Muddy Fox Interactive!

Santercruz

Retro Guru
It's a Muddy Fox Interactive... These were big big news back in the day (96) and were splashed over about every mag that covered any type of bike.

Initially just a concept bike no one thought would make it to the bike stores it did eventually go into limited production, and cost megabucks!! It was the bike of my dreams back then, but unfortunately I was WAY out of my reach.

The frame is stunning.. it was given to a Muddy Fox worker (back when they made bikes that kicked ass) as part of a retirement gift, he then had it on the wall in his front room for a long time, then decided to sell..

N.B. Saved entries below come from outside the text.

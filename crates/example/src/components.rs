//! The demo components.

use compound_config::prelude::*;
use compound_system::prelude::*;

// ─────────────────────────────────────────────────────────────────────────────
// Database
// ─────────────────────────────────────────────────────────────────────────────

/// A pretend connection pool.
#[derive(Debug, Default, Configurable)]
pub struct Database {
    /// Connection URL.
    #[config(key = "connection.url")]
    pub url: String,
    /// Pool size; keeps its default when unset.
    #[config(key = "connection.pool_size", required = false)]
    pub pool_size: u32,
    /// Whether the pool is open.
    pub connected: bool,
}

impl Database {
    /// A database with the default pool size.
    #[must_use]
    pub fn new() -> Self {
        Self {
            pool_size: 4,
            ..Self::default()
        }
    }
}

impl Lifecycle for Database {
    fn load(&mut self) -> Result<(), ComponentError> {
        if !self.url.contains("://") {
            return Err(format!("'{}' is not a connection URL", self.url).into());
        }
        tracing::info!(url = %self.url, pool_size = self.pool_size, "database connected");
        self.connected = true;
        Ok(())
    }

    fn unload(&mut self) -> Result<(), ComponentError> {
        tracing::info!(url = %self.url, "database disconnected");
        self.connected = false;
        Ok(())
    }
}

impl Component for Database {
    fn lifecycle(&mut self) -> Option<&mut dyn Lifecycle> {
        Some(self)
    }
}

// ─────────────────────────────────────────────────────────────────────────────
// Greeter
// ─────────────────────────────────────────────────────────────────────────────

/// Greets players with a colored message.
#[derive(Debug, Default, Configurable)]
pub struct Greeter {
    /// The greeting, with `&` color codes translated.
    #[config(colorize)]
    pub message: String,
    /// Seconds between repeated greetings.
    #[config(key = "repeat.every", required = false)]
    pub repeat_every: f64,
}

impl Component for Greeter {}

// ─────────────────────────────────────────────────────────────────────────────
// Theme
// ─────────────────────────────────────────────────────────────────────────────

/// An RGB color.
#[derive(Debug, Clone, Copy, Default, PartialEq, Eq)]
pub struct Color {
    /// Red channel.
    pub r: u8,
    /// Green channel.
    pub g: u8,
    /// Blue channel.
    pub b: u8,
}

/// Parses `#RRGGBB` strings into a [`Color`].
#[derive(Debug, Default)]
pub struct HexColor;

impl Resolver for HexColor {
    type Input = String;
    type Output = Color;

    fn apply(&self, input: String) -> Result<Color, ResolveError> {
        let Some(hex) = input
            .strip_prefix('#')
            .filter(|hex| hex.len() == 6 && hex.is_ascii())
        else {
            return Err(ResolveError::rejected(format!("'{input}' is not #RRGGBB")));
        };
        let channel = |at: usize| {
            u8::from_str_radix(&hex[at..at + 2], 16)
                .map_err(|err| ResolveError::rejected(format!("'{input}': {err}")))
        };
        Ok(Color {
            r: channel(0)?,
            g: channel(2)?,
            b: channel(4)?,
        })
    }
}

/// Colors shared by the other components. Reads its own file.
#[derive(Debug, Configurable)]
#[config(path = "theme.json")]
pub struct Theme {
    /// Primary color.
    #[config(resolver = HexColor)]
    pub primary: Color,
    /// Accent color; white unless configured.
    #[config(resolver = HexColor, required = false)]
    pub accent: Color,
}

impl Default for Theme {
    fn default() -> Self {
        Self {
            primary: Color::default(),
            accent: Color {
                r: 0xFF,
                g: 0xFF,
                b: 0xFF,
            },
        }
    }
}

impl Component for Theme {}

// ─────────────────────────────────────────────────────────────────────────────
// Shop
// ─────────────────────────────────────────────────────────────────────────────

/// Sells items through an economy component that is never installed.
#[derive(Debug, Default, Configurable)]
pub struct Shop;

impl Component for Shop {}
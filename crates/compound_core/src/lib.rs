//! Host infrastructure for Compound.
//!
//! - [`tracing_setup`] - Installs the `tracing` subscriber
//! - [`settings`] - Host settings from JSON and the environment
//!
//! # Example
//!
//! ```no_run
//! use compound_core::HostSettings;
//!
//! let settings = HostSettings::from_env().unwrap();
//! settings.tracing().init();
//! let mut host = settings.build_host();
//! # let _ = &mut host;
//! ```

/// Host settings.
pub mod settings;

/// Tracing subscriber installation.
pub mod tracing_setup;

pub use settings::{HostSettings, SettingsError};
pub use tracing_setup::{ParseFormatError, TracingFormat, TracingSetup};
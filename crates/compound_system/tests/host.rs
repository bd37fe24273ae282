//! Host lifecycle: folder setup, discovery, loading and teardown.

mod common;

use common::*;
use compound_config::prelude::*;
use compound_system::prelude::*;
use std::fs;

#[derive(Default, Configurable)]
#[config(path = "settings.json")]
struct HostSettingsProbe {
    #[config(key = "motd")]
    motd: String,
}

#[test]
fn enable_creates_components_folder_and_loads() {
    let dir = tempfile::tempdir().unwrap();
    let log = call_log();
    let mut host = ComponentHost::new(dir.path(), MemoryStore::new());

    let report = host
        .enable(vec![
            probe("chat", &log).depends_on("database"),
            probe("database", &log),
        ])
        .unwrap();

    assert_eq!(report.loaded, ["database", "chat"]);
    assert!(dir.path().join("components").is_dir());
    assert_eq!(host.state(), HostState::Enabled);
    assert_eq!(host.component_as::<Probe>("chat").name, "chat");
    assert!(host.registry().is_some());
}

#[test]
fn enable_accepts_groups() {
    struct Standard;
    impl ComponentGroup for Standard {
        fn build(self) -> ComponentGroupBuilder {
            ComponentGroupBuilder::new()
                .add(ComponentDescriptor::of::<Plain>("database"))
                .add(ComponentDescriptor::of::<Plain>("chat"))
                .add(ComponentDescriptor::of::<Plain>("emotes"))
        }
    }

    let dir = tempfile::tempdir().unwrap();
    let mut host = ComponentHost::new(dir.path(), MemoryStore::new())
        .with_components_folder("modules");

    let report = host.enable(Standard.build().disable("emotes")).unwrap();

    assert_eq!(report.loaded, ["database", "chat"]);
    assert!(dir.path().join("modules").is_dir());
}

#[test]
fn folder_creation_failure_is_fatal() {
    let dir = tempfile::tempdir().unwrap();
    let data = dir.path().join("data");
    fs::write(&data, "not a folder").unwrap();
    let log = call_log();
    let mut host = ComponentHost::new(&data, MemoryStore::new());

    let err = host.enable(vec![probe("chat", &log)]).unwrap_err();

    assert!(matches!(err, SetupError::ComponentFolder { .. }));
    assert_eq!(host.state(), HostState::Disabled);
    assert!(host.registry().is_none());
    assert!(calls(&log).is_empty());
}

#[test]
fn discovery_failure_is_fatal() {
    struct Broken;
    impl Discovery for Broken {
        fn discover(self) -> Result<Vec<ComponentDescriptor>, ComponentError> {
            Err("manifest unreadable".into())
        }
    }

    let dir = tempfile::tempdir().unwrap();
    let mut host = ComponentHost::new(dir.path(), MemoryStore::new());

    let err = host.enable(Broken).unwrap_err();

    assert!(err.to_string().contains("manifest unreadable"));
    assert_eq!(host.state(), HostState::Disabled);
}

#[test]
fn disable_tears_down_and_drops_registry() {
    let dir = tempfile::tempdir().unwrap();
    let log = call_log();
    let mut host = ComponentHost::new(dir.path(), MemoryStore::new());
    host.enable(vec![
        probe("database", &log),
        probe("chat", &log).depends_on("database"),
    ])
    .unwrap();
    log.lock().clear();

    let report = host.disable();

    assert_eq!(report.unloaded, ["chat", "database"]);
    assert_eq!(calls(&log), ["unload:chat", "unload:database"]);
    assert_eq!(host.state(), HostState::Disabled);
    assert!(host.registry().is_none());
    assert!(host.report().is_some());
}

#[test]
fn open_reads_config_files_from_the_data_folder() {
    let dir = tempfile::tempdir().unwrap();
    fs::write(
        dir.path().join("settings.json"),
        r#"{ "motd": "welcome" }"#,
    )
    .unwrap();
    fs::write(dir.path().join("chat.json"), r#"{ "port": 7 }"#).unwrap();
    let log = call_log();
    let mut host = ComponentHost::open(dir.path());

    host.enable(vec![probe("chat", &log)]).unwrap();
    assert_eq!(host.component_as::<Probe>("chat").port, 7);

    let mut settings = HostSettingsProbe::default();
    host.inject_config(&mut settings).unwrap();
    assert_eq!(settings.motd, "welcome");

    let mut other = HostSettingsProbe::default();
    host.inject_config_with_path(&mut other, "chat.json", None)
        .unwrap();
    assert_eq!(other.motd, "welcome");
}

#[test]
#[should_panic(expected = "Cannot enable twice")]
fn enable_twice_panics() {
    let dir = tempfile::tempdir().unwrap();
    let mut host = ComponentHost::new(dir.path(), MemoryStore::new());
    host.enable(Vec::<ComponentDescriptor>::new()).unwrap();
    let _ = host.enable(Vec::<ComponentDescriptor>::new());
}

#[test]
#[should_panic(expected = "Call enable() first")]
fn disable_before_enable_panics() {
    let dir = tempfile::tempdir().unwrap();
    let mut host = ComponentHost::new(dir.path(), MemoryStore::new());
    host.disable();
}

#[test]
#[should_panic(expected = "only available while enabled")]
fn component_lookup_after_disable_panics() {
    let dir = tempfile::tempdir().unwrap();
    let mut host = ComponentHost::new(dir.path(), MemoryStore::new());
    host.enable(vec![ComponentDescriptor::of::<Plain>("plain")])
        .unwrap();
    host.disable();
    let _ = host.component("plain");
}
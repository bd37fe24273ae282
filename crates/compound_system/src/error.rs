//! Error types for component loading.

use crate::component::ComponentError;
use compound_config::error::BindError;
use std::path::PathBuf;
use thiserror::Error;

/// Why a component failed to load, or failed to unload.
#[derive(Debug, Error)]
pub enum LoadFailure {
    /// A declared dependency is not in the catalog.
    #[error("missing dependency '{dependency}'")]
    MissingDependency {
        /// The missing dependency's name.
        dependency: String,
    },

    /// A dependency failed, so this component was never attempted.
    #[error("blocked by failed dependency '{dependency}'")]
    DependencyFailed {
        /// The failed dependency's name.
        dependency: String,
    },

    /// A required configuration field could not be bound.
    #[error("unable to inject config: {source}")]
    Binding {
        /// The binding failure.
        #[source]
        source: BindError,
    },

    /// The component's load hook reported failure.
    #[error("load hook failed: {reason}")]
    Hook {
        /// The hook's error message.
        reason: String,
    },

    /// Instantiation failed or panicked.
    #[error("unexpected error: {message}")]
    Unexpected {
        /// What went wrong.
        message: String,
    },

    /// The component's unload hook reported failure during teardown.
    #[error("unload hook failed: {reason}")]
    Unload {
        /// The hook's error message.
        reason: String,
    },
}

/// Errors that stop the host before any component is loaded.
#[derive(Debug, Error)]
pub enum SetupError {
    /// The components folder does not exist and cannot be created.
    #[error("unable to create component folder '{}': {source}", path.display())]
    ComponentFolder {
        /// The folder that could not be created.
        path: PathBuf,
        /// The underlying I/O error.
        #[source]
        source: std::io::Error,
    },

    /// The discovery collaborator failed.
    #[error("component discovery failed: {source}")]
    Discovery {
        /// The discovery error.
        #[source]
        source: ComponentError,
    },
}

#[cfg(test)]
mod tests {
    use super::*;

    #[test]
    fn cascade_reason_names_dependency() {
        let failure = LoadFailure::DependencyFailed {
            dependency: "database".into(),
        };
        assert_eq!(
            failure.to_string(),
            "blocked by failed dependency 'database'"
        );
    }

    #[test]
    fn folder_error_names_path() {
        let err = SetupError::ComponentFolder {
            path: PathBuf::from("/srv/data/components"),
            source: std::io::Error::from(std::io::ErrorKind::PermissionDenied),
        };
        assert!(err.to_string().contains("/srv/data/components"));
    }
}
//! Host settings: where the data folder is and how to log.
//!
//! Settings come from a JSON file, the environment, or both:
//!
//! | Variable | Field |
//! |----------|-------|
//! | `COMPOUND_DATA_DIR` | [`data_folder`](HostSettings::data_folder) |
//! | `COMPOUND_LOG` | [`log`](HostSettings::log) |
//! | `COMPOUND_LOG_FORMAT` | [`log_format`](HostSettings::log_format) |

use crate::tracing_setup::{ParseFormatError, TracingFormat, TracingSetup};
use compound_system::host::{ComponentHost, DEFAULT_COMPONENTS_FOLDER};
use serde::Deserialize;
use std::path::{Path, PathBuf};
use thiserror::Error;
use tracing::Level;

/// Environment variable naming the data folder.
pub const DATA_DIR_VAR: &str = "COMPOUND_DATA_DIR";

/// Environment variable holding a log level or filter directives.
pub const LOG_VAR: &str = "COMPOUND_LOG";

/// Environment variable naming the log format.
pub const LOG_FORMAT_VAR: &str = "COMPOUND_LOG_FORMAT";

/// Errors reading host settings.
#[derive(Debug, Error)]
pub enum SettingsError {
    /// The settings file could not be read.
    #[error("failed to read settings '{}': {source}", path.display())]
    Io {
        /// The settings file.
        path: PathBuf,
        /// The underlying I/O error.
        #[source]
        source: std::io::Error,
    },

    /// The settings document is not valid.
    #[error("failed to parse settings: {0}")]
    Parse(#[from] serde_json::Error),

    /// An environment variable holds an unknown log format.
    #[error("invalid {var}: {source}")]
    Format {
        /// The offending variable.
        var: &'static str,
        /// The parse failure.
        #[source]
        source: ParseFormatError,
    },
}

/// Settings for a [`ComponentHost`] and its logging.
///
/// # Example
///
/// ```
/// use compound_core::HostSettings;
///
/// let settings = HostSettings::from_json_str(
///     r#"{ "data_folder": "/srv/compound", "log": "compound_system=debug" }"#,
/// )
/// .unwrap();
///
/// let host = settings.build_host();
/// assert_eq!(host.data_folder(), std::path::Path::new("/srv/compound"));
/// assert_eq!(settings.tracing().env_filter(), Some("compound_system=debug"));
/// ```
#[derive(Debug, Clone, PartialEq, Eq, Deserialize)]
#[serde(default, deny_unknown_fields)]
pub struct HostSettings {
    /// Folder holding configuration files and the components folder.
    pub data_folder: PathBuf,
    /// Name of the components folder under the data folder.
    pub components_folder: String,
    /// A level (`debug`) or filter directives (`compound_system=debug,warn`).
    pub log: String,
    /// Log output format.
    pub log_format: TracingFormat,
    /// Whether to log span enter/exit events.
    pub span_events: bool,
}

impl Default for HostSettings {
    fn default() -> Self {
        Self {
            data_folder: PathBuf::from("data"),
            components_folder: DEFAULT_COMPONENTS_FOLDER.to_owned(),
            log: "info".to_owned(),
            log_format: TracingFormat::default(),
            span_events: false,
        }
    }
}

impl HostSettings {
    /// Reads settings from the process environment, starting from defaults.
    ///
    /// # Errors
    ///
    /// Returns [`SettingsError::Format`] for an unknown log format.
    pub fn from_env() -> Result<Self, SettingsError> {
        Self::default().with_overrides(|var| std::env::var(var).ok())
    }

    /// Parses settings from JSON. Missing fields keep their defaults.
    ///
    /// # Errors
    ///
    /// Returns [`SettingsError::Parse`] for invalid JSON or unknown fields.
    pub fn from_json_str(text: &str) -> Result<Self, SettingsError> {
        Ok(serde_json::from_str(text)?)
    }

    /// Reads settings from a JSON file.
    ///
    /// # Errors
    ///
    /// Returns [`SettingsError::Io`] if the file cannot be read, or
    /// [`SettingsError::Parse`] if it is invalid.
    pub fn from_file(path: impl AsRef<Path>) -> Result<Self, SettingsError> {
        let path = path.as_ref();
        let text = std::fs::read_to_string(path).map_err(|source| SettingsError::Io {
            path: path.to_owned(),
            source,
        })?;
        Self::from_json_str(&text)
    }

    /// Overrides fields with the variables `lookup` returns. Unset and empty
    /// variables leave fields as they are.
    ///
    /// # Errors
    ///
    /// Returns [`SettingsError::Format`] for an unknown log format.
    pub fn with_overrides(
        mut self,
        lookup: impl Fn(&str) -> Option<String>,
    ) -> Result<Self, SettingsError> {
        let var = |name: &str| lookup(name).filter(|value| !value.trim().is_empty());

        if let Some(folder) = var(DATA_DIR_VAR) {
            self.data_folder = PathBuf::from(folder);
        }
        if let Some(log) = var(LOG_VAR) {
            self.log = log;
        }
        if let Some(format) = var(LOG_FORMAT_VAR) {
            self.log_format = format.parse().map_err(|source| SettingsError::Format {
                var: LOG_FORMAT_VAR,
                source,
            })?;
        }
        Ok(self)
    }

    /// Returns the tracing setup these settings describe.
    ///
    /// A bare level sets the default level; anything else is used as filter
    /// directives.
    #[must_use]
    pub fn tracing(&self) -> TracingSetup {
        let setup = TracingSetup::new()
            .with_format(self.log_format)
            .with_span_events(self.span_events);
        match self.log.trim().parse::<Level>() {
            Ok(level) => setup.with_level(level),
            Err(_) => setup.with_env_filter(self.log.trim()),
        }
    }

    /// Creates a host reading configuration files from the data folder.
    #[must_use]
    pub fn build_host(&self) -> ComponentHost {
        ComponentHost::open(&self.data_folder).with_components_folder(&self.components_folder)
    }
}

#[cfg(test)]
mod tests {
    use super::*;

    fn vars(pairs: &[(&'static str, &'static str)]) -> impl Fn(&str) -> Option<String> {
        let pairs = pairs.to_vec();
        move |name| {
            pairs
                .iter()
                .find(|(var, _)| *var == name)
                .map(|(_, value)| (*value).to_owned())
        }
    }

    #[test]
    fn defaults() {
        let settings = HostSettings::default();
        assert_eq!(settings.data_folder, PathBuf::from("data"));
        assert_eq!(settings.components_folder, "components");
        assert_eq!(settings.tracing().level(), Level::INFO);
    }

    #[test]
    fn overrides_apply_on_top() {
        let settings = HostSettings::default()
            .with_overrides(vars(&[
                (DATA_DIR_VAR, "/srv/compound"),
                (LOG_VAR, "debug"),
                (LOG_FORMAT_VAR, "json"),
            ]))
            .unwrap();

        assert_eq!(settings.data_folder, PathBuf::from("/srv/compound"));
        assert_eq!(settings.log_format, TracingFormat::Json);
        assert_eq!(settings.tracing().level(), Level::DEBUG);
        assert!(settings.tracing().env_filter().is_none());
    }

    #[test]
    fn empty_variables_are_ignored() {
        let settings = HostSettings::default()
            .with_overrides(vars(&[(DATA_DIR_VAR, "  "), (LOG_VAR, "")]))
            .unwrap();
        assert_eq!(settings, HostSettings::default());
    }

    #[test]
    fn unknown_format_is_an_error() {
        let err = HostSettings::default()
            .with_overrides(vars(&[(LOG_FORMAT_VAR, "xml")]))
            .unwrap_err();
        assert!(matches!(
            err,
            SettingsError::Format {
                var: LOG_FORMAT_VAR,
                ..
            }
        ));
    }

    #[test]
    fn directives_become_an_env_filter() {
        let settings = HostSettings {
            log: "compound_system=debug,warn".to_owned(),
            ..HostSettings::default()
        };
        assert_eq!(
            settings.tracing().env_filter(),
            Some("compound_system=debug,warn")
        );
    }

    #[test]
    fn json_rejects_unknown_fields() {
        let err = HostSettings::from_json_str(r#"{ "data_dir": "x" }"#).unwrap_err();
        assert!(matches!(err, SettingsError::Parse(_)));
    }

    #[test]
    fn json_keeps_defaults_for_missing_fields() {
        let settings =
            HostSettings::from_json_str(r#"{ "log_format": "compact", "span_events": true }"#)
                .unwrap();
        assert_eq!(settings.log_format, TracingFormat::Compact);
        assert!(settings.span_events);
        assert_eq!(settings.log, "info");
    }
}
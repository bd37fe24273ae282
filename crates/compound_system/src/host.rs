//! The component host: folder setup, discovery, loading and teardown.

use crate::catalog::{Catalog, Discovery};
use crate::component::Component;
use crate::error::SetupError;
use crate::registry::{ComponentRegistry, TeardownReport};
use crate::scheduler::{LoadReport, LoadScheduler};
use compound_config::binder::Binder;
use compound_config::error::BindError;
use compound_config::schema::Configurable;
use compound_config::store::{ConfigStore, DirectoryStore};
use std::path::{Path, PathBuf};

/// Name of the folder created under the data folder for component files.
pub const DEFAULT_COMPONENTS_FOLDER: &str = "components";

/// Represents the lifecycle state of the host.
///
/// The host progresses through these states linearly:
/// `NotStarted` → `Enabled` → `Disabled`
#[derive(Debug, Clone, Copy, PartialEq, Eq, Default)]
pub enum HostState {
    /// [`enable`](ComponentHost::enable) has not been called yet.
    #[default]
    NotStarted,
    /// Components have been loaded and the registry is available.
    Enabled,
    /// Components have been unloaded, or setup failed.
    Disabled,
}

/// Owns the binder, the registry and the lifecycle around them.
///
/// # Example
///
/// ```
/// use compound_config::prelude::*;
/// use compound_system::prelude::*;
///
/// #[derive(Default, Configurable)]
/// struct Greeter {
///     #[config]
///     message: String,
/// }
/// impl Component for Greeter {}
///
/// let data = std::env::temp_dir().join("compound-host-doc");
/// let store = MemoryStore::new().with_document(
///     "greeter.json",
///     ConfigDocument::new().with("message", "hello"),
/// );
///
/// let mut host = ComponentHost::new(&data, store);
/// let report = host
///     .enable(vec![ComponentDescriptor::of::<Greeter>("greeter")])
///     .unwrap();
/// assert_eq!(report.loaded, ["greeter"]);
/// assert_eq!(host.component_as::<Greeter>("greeter").message, "hello");
///
/// host.disable();
/// ```
pub struct ComponentHost {
    data_folder: PathBuf,
    components_folder: String,
    binder: Binder,
    state: HostState,
    registry: Option<ComponentRegistry>,
    report: Option<LoadReport>,
}

impl core::fmt::Debug for ComponentHost {
    fn fmt(&self, f: &mut core::fmt::Formatter<'_>) -> core::fmt::Result {
        f.debug_struct("ComponentHost")
            .field("data_folder", &self.data_folder)
            .field("components_folder", &self.components_folder)
            .field("state", &self.state)
            .field("report", &self.report)
            .finish_non_exhaustive()
    }
}

impl ComponentHost {
    /// Creates a host reading configuration from `store`.
    #[must_use]
    pub fn new(data_folder: impl Into<PathBuf>, store: impl ConfigStore + 'static) -> Self {
        Self::with_binder(data_folder, Binder::new(store))
    }

    /// Creates a host that configures components with `binder`.
    #[must_use]
    pub fn with_binder(data_folder: impl Into<PathBuf>, binder: Binder) -> Self {
        Self {
            data_folder: data_folder.into(),
            components_folder: DEFAULT_COMPONENTS_FOLDER.to_owned(),
            binder,
            state: HostState::NotStarted,
            registry: None,
            report: None,
        }
    }

    /// Creates a host whose configuration paths are files relative to
    /// `data_folder`.
    #[must_use]
    pub fn open(data_folder: impl Into<PathBuf>) -> Self {
        let data_folder = data_folder.into();
        let store = DirectoryStore::new(data_folder.clone());
        Self::new(data_folder, store)
    }

    /// Renames the components folder created under the data folder.
    #[must_use]
    pub fn with_components_folder(mut self, name: impl Into<String>) -> Self {
        self.components_folder = name.into();
        self
    }

    /// Returns the data folder.
    #[must_use]
    pub fn data_folder(&self) -> &Path {
        &self.data_folder
    }

    /// Returns the folder component files are kept in.
    #[must_use]
    pub fn components_folder(&self) -> PathBuf {
        self.data_folder.join(&self.components_folder)
    }

    /// Returns the binder used to configure components.
    #[must_use]
    pub fn binder(&self) -> &Binder {
        &self.binder
    }

    /// Returns the current lifecycle state.
    #[must_use]
    pub fn state(&self) -> HostState {
        self.state
    }

    // ─────────────────────────────────────────────────────────────────────────
    // Lifecycle
    // ─────────────────────────────────────────────────────────────────────────

    /// Discovers and loads components.
    ///
    /// Ensures the components folder exists, collects descriptors from
    /// `discovery`, and loads them in dependency order. Component failures
    /// are recorded in the registry; they never fail this call.
    ///
    /// # Errors
    ///
    /// Returns a [`SetupError`] if the components folder cannot be created or
    /// discovery fails. The host is then disabled and nothing is loaded.
    ///
    /// # Panics
    ///
    /// If called more than once.
    pub fn enable(&mut self, discovery: impl Discovery) -> Result<&LoadReport, SetupError> {
        if self.state != HostState::NotStarted {
            panic!("ComponentHost::enable() was already called. Cannot enable twice.");
        }

        let catalog = match self.prepare(discovery) {
            Ok(catalog) => catalog,
            Err(err) => {
                tracing::error!(error = %err, "component host setup failed");
                self.state = HostState::Disabled;
                return Err(err);
            }
        };

        let names: Vec<&str> = catalog.names().collect();
        tracing::info!("Found components: [{}]", names.join(", "));

        let (registry, report) = LoadScheduler::new(&self.binder).run(catalog);
        self.registry = Some(registry);
        self.state = HostState::Enabled;
        Ok(self.report.insert(report))
    }

    fn prepare(&self, discovery: impl Discovery) -> Result<Catalog, SetupError> {
        let folder = self.components_folder();
        std::fs::create_dir_all(&folder).map_err(|source| SetupError::ComponentFolder {
            path: folder.clone(),
            source,
        })?;
        Catalog::from_discovery(discovery).map_err(|source| SetupError::Discovery { source })
    }

    /// Unloads every loaded component and drops the registry.
    ///
    /// # Panics
    ///
    /// If the host is not enabled.
    pub fn disable(&mut self) -> TeardownReport {
        if self.state != HostState::Enabled {
            panic!(
                "ComponentHost::disable() called while {:?}.\n\
                 Call enable() first, and disable() only once.",
                self.state
            );
        }
        self.state = HostState::Disabled;

        match self.registry.take() {
            Some(mut registry) => registry.teardown(),
            None => TeardownReport::default(),
        }
    }

    // ─────────────────────────────────────────────────────────────────────────
    // Lookup
    // ─────────────────────────────────────────────────────────────────────────

    /// Returns the registry while the host is enabled.
    #[must_use]
    pub fn registry(&self) -> Option<&ComponentRegistry> {
        self.registry.as_ref()
    }

    /// Returns the registry mutably while the host is enabled.
    #[must_use]
    pub fn registry_mut(&mut self) -> Option<&mut ComponentRegistry> {
        self.registry.as_mut()
    }

    /// Returns the report of the load run.
    #[must_use]
    pub fn report(&self) -> Option<&LoadReport> {
        self.report.as_ref()
    }

    /// Returns the loaded component named `name`.
    ///
    /// # Panics
    ///
    /// If the host is not enabled, or `name` is unknown or not loaded.
    #[must_use]
    #[track_caller]
    pub fn component(&self, name: &str) -> &dyn Component {
        self.enabled_registry().get(name)
    }

    /// Returns the loaded component named `name` as a `T`.
    ///
    /// # Panics
    ///
    /// If the host is not enabled, or `name` is unknown, not loaded, or not a `T`.
    #[must_use]
    #[track_caller]
    pub fn component_as<T: Component>(&self, name: &str) -> &T {
        self.enabled_registry().get_as(name)
    }

    #[track_caller]
    fn enabled_registry(&self) -> &ComponentRegistry {
        match &self.registry {
            Some(registry) => registry,
            None => panic!(
                "ComponentHost is {:?}; components are only available while enabled.",
                self.state
            ),
        }
    }

    // ─────────────────────────────────────────────────────────────────────────
    // Configuration
    // ─────────────────────────────────────────────────────────────────────────

    /// Binds configuration into a host-side object using its own paths.
    ///
    /// # Errors
    ///
    /// Returns the first required field that could not be satisfied.
    pub fn inject_config<T: Configurable>(&self, target: &mut T) -> Result<(), BindError> {
        self.binder.bind(target)
    }

    /// Binds configuration into a host-side object, with `path` as the
    /// default document and keys prefixed by `base_key`.
    ///
    /// # Errors
    ///
    /// Returns the first required field that could not be satisfied.
    pub fn inject_config_with_path<T: Configurable>(
        &self,
        target: &mut T,
        path: &str,
        base_key: Option<&str>,
    ) -> Result<(), BindError> {
        self.binder.bind_with_path(target, path, base_key)
    }
}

A collector in London bought it, then sold it to me when he was down scaling his collection, He bolted some missfit bits to it to sell it as a 'working bike'.. I then went about replacing all the standard bolts with titanium ones as they were tarnished, then generally adding some top kit to it, like:

SRAM X.0 rear mech (Nearly New) on new P991 cassette and new hollowpin chain
XT front mech, (New)
Sram X.9 shifters with (Front used rear new) new Cables
Raceface Turbine Cranks (Not new but as new!!)
USE Alien seatpost, (New)
Specialised saddle (Used)
XTR wheels with Ti carrier and spindle on rear, (Used)
XTR front brake (New)
Avid Ti Rear brake (New)
Avid SL (Ti hardwear) levers (New)
Thompson Elite stem (New)
Raceface bars (New)
Cannondale grips (New)
etc, some modern some retro, but all 1st class stuff.. all in all I think it all gels quite well.
Replaced 80% of steel bolts for race spec Titanium jobbies...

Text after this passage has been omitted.